* _What needs to be done_
Report every line of the entries that contains the word "after".

Dataset items:
*** Block opens ***

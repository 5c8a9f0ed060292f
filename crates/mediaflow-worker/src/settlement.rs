//! Delivery settlement.

use std::time::Duration;

use mediaflow_queue::{Delivery, QueueResult, Transport};

use crate::config::Redelivery;

/// What to do with a delivery once processing is done with it.
#[derive(Debug, Clone, PartialEq, Eq)]
pub enum Settlement {
    /// Remove the delivery
    Ack,
    /// Put the pointer back. `after` is how long it is pointless to see it
    /// again; only honoured in delayed redelivery mode.
    Requeue { after: Option<Duration> },
    /// Put the pointer back and withhold it for `after` in every redelivery
    /// mode. Used while this worker's own lease is still running.
    Hold { after: Duration },
    /// Terminal task failure: dead-letter with the reason
    DeadLetter(String),
    /// Undecodable body: dead-letter with the decode error
    Reject(String),
}

impl Settlement {
    /// Requeue with no hold-back.
    pub fn requeue() -> Self {
        Settlement::Requeue { after: None }
    }

    pub fn label(&self) -> &'static str {
        match self {
            Settlement::Ack => "ack",
            Settlement::Requeue { .. } => "requeue",
            Settlement::Hold { .. } => "hold",
            Settlement::DeadLetter(_) => "dead_letter",
            Settlement::Reject(_) => "reject",
        }
    }

    /// Apply to `delivery` on `transport`.
    pub async fn apply(
        &self,
        transport: &dyn Transport,
        delivery: &Delivery,
        redelivery: Redelivery,
    ) -> QueueResult<()> {
        match self {
            Settlement::Ack => transport.ack(delivery).await,
            Settlement::Requeue { after } => match (redelivery, after) {
                (Redelivery::Delayed, Some(delay)) if !delay.is_zero() => {
                    transport.nack_delayed(delivery, *delay).await
                }
                _ => transport.nack(delivery, true, "requeue").await,
            },
            Settlement::Hold { after } if !after.is_zero() => {
                transport.nack_delayed(delivery, *after).await
            }
            Settlement::Hold { .. } => transport.nack(delivery, true, "requeue").await,
            Settlement::DeadLetter(reason) | Settlement::Reject(reason) => {
                transport.nack(delivery, false, reason).await
            }
        }
    }
}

*** Block closes ***

* _Response to the task_
    /// Put the pointer back. `after` is how long it is pointless to see it
    Requeue { after: Option<Duration> },
    /// Put the pointer back and withhold it for `after` in every redelivery
    Hold { after: Duration },
        Settlement::Requeue { after: None }
            Settlement::Requeue { after } => match (redelivery, after) {
            Settlement::Hold { after } if !after.is_zero() => {
                transport.nack_delayed(delivery, *after).await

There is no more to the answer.